# AIM OF THE EXERCISE
The response should be the lines of the data, starting at the first and ending at the one that contains "and created tasks", copied without change.

:::::

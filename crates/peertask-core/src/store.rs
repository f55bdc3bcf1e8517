//! ============================================================================
//! Task Store - Client-side copy of fetched and created tasks
//! ============================================================================
//! Holds tasks in arrival order with an id index. A full fetch replaces the
//! collection wholesale; creations and transition snapshots are upserted.
//! ============================================================================

use std::collections::{BTreeSet, HashMap};
use tracing::debug;

use crate::types::{Task, TaskId};

#[derive(Debug, Clone, Default)]
pub struct TaskStore {
    tasks: Vec<Task>,
    index: HashMap<TaskId, usize>,
}

impl TaskStore {
    pub fn new() -> Self {
        Self::default()
    }

    /// Replace the entire collection with a fresh fetch. No merge with the
    /// previous contents. Duplicate ids keep the last copy at the first slot.
    pub fn replace_all(&mut self, tasks: Vec<Task>) {
        self.tasks.clear();
        self.index.clear();
        for task in tasks {
            self.upsert(task);
        }
        debug!("Task store replaced: {} tasks", self.tasks.len());
    }

    /// Add a newly created task without re-fetching
    pub fn append(&mut self, task: Task) {
        debug!("Appending task {}", task.id);
        self.upsert(task);
    }

    /// Adopt the backend's snapshot of one task after a transition
    pub fn apply_snapshot(&mut self, task: Task) {
        debug!("Applying snapshot for task {} ({})", task.id, task.status);
        self.upsert(task);
    }

    pub fn get(&self, id: &str) -> Option<&Task> {
        self.index.get(id).map(|&i| &self.tasks[i])
    }

    pub fn tasks(&self) -> &[Task] {
        &self.tasks
    }

    pub fn iter(&self) -> std::slice::Iter<'_, Task> {
        self.tasks.iter()
    }

    pub fn len(&self) -> usize {
        self.tasks.len()
    }

    pub fn is_empty(&self) -> bool {
        self.tasks.is_empty()
    }

    /// Distinct non-blank categories, sorted
    pub fn categories(&self) -> Vec<String> {
        self.tasks
            .iter()
            .filter_map(|t| t.category.as_deref())
            .map(str::trim)
            .filter(|c| !c.is_empty())
            .map(str::to_string)
            .collect::<BTreeSet<_>>()
            .into_iter()
            .collect()
    }

    fn upsert(&mut self, task: Task) {
        match self.index.get(&task.id) {
            Some(&i) => self.tasks[i] = task,
            None => {
                self.index.insert(task.id.clone(), self.tasks.len());
                self.tasks.push(task);
            }
        }
    }
}

impl<'a> IntoIterator for &'a TaskStore {
    type Item = &'a Task;
    type IntoIter = std::slice::Iter<'a, Task>;

    fn into_iter(self) -> Self::IntoIter {
        self.tasks.iter()
    }
}

#[cfg(test)]
mod tests {
    use super::*;
    use crate::test_support::open_task;
    use crate::types::TaskStatus;
    use chrono::Utc;

    #[test]
    fn test_replace_all_discards_previous_contents() {
        let now = Utc::now();
        let mut store = TaskStore::new();
        store.replace_all(vec![open_task("a", "u1", now, 1), open_task("b", "u1", now, 2)]);
        assert_eq!(store.len(), 2);

        store.replace_all(vec![open_task("c", "u2", now, 1)]);
        assert_eq!(store.len(), 1);
        assert!(store.get("a").is_none());
        assert!(store.get("c").is_some());
    }

    #[test]
    fn test_replace_all_dedupes_ids() {
        let now = Utc::now();
        let mut second = open_task("a", "u1", now, 1);
        second.title = "second copy".to_string();

        let mut store = TaskStore::new();
        store.replace_all(vec![open_task("a", "u1", now, 1), open_task("b", "u1", now, 1), second]);

        assert_eq!(store.len(), 2);
        assert_eq!(store.tasks()[0].title, "second copy");
    }

    #[test]
    fn test_append_and_get() {
        let now = Utc::now();
        let mut store = TaskStore::new();
        assert!(store.get("missing").is_none());

        store.append(open_task("new", "u1", now, 0));
        assert_eq!(store.get("new").map(|t| t.created_by.as_str()), Some("u1"));
    }

    #[test]
    fn test_apply_snapshot_replaces_in_place() {
        let now = Utc::now();
        let mut store = TaskStore::new();
        store.replace_all(vec![open_task("a", "u1", now, 1), open_task("b", "u1", now, 2)]);

        let mut snapshot = open_task("a", "u1", now, 1);
        snapshot.status = TaskStatus::Assigned;
        snapshot.assigned_to = Some("u2".to_string());
        store.apply_snapshot(snapshot);

        assert_eq!(store.len(), 2);
        assert_eq!(store.tasks()[0].id, "a");
        assert_eq!(store.get("a").unwrap().status, TaskStatus::Assigned);
    }

    #[test]
    fn test_categories_distinct_and_sorted() {
        let now = Utc::now();
        let mut legal = open_task("a", "u1", now, 1);
        legal.category = Some("Legal".to_string());
        let mut editing = open_task("b", "u1", now, 1);
        editing.category = Some("Editing".to_string());
        let mut legal_again = open_task("c", "u1", now, 1);
        legal_again.category = Some("Legal".to_string());
        let mut blank = open_task("d", "u1", now, 1);
        blank.category = Some("  ".to_string());

        let mut store = TaskStore::new();
        store.replace_all(vec![legal, editing, legal_again, blank, open_task("e", "u1", now, 1)]);

        assert_eq!(store.categories(), vec!["Editing".to_string(), "Legal".to_string()]);
    }
}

:::::

# REPLY TO THE TASK
filename crates/peertask-core/src/store.rs
repository f55bdc3bcf1e8517
//! ============================================================================
//! Task Store - Client-side copy of fetched and created tasks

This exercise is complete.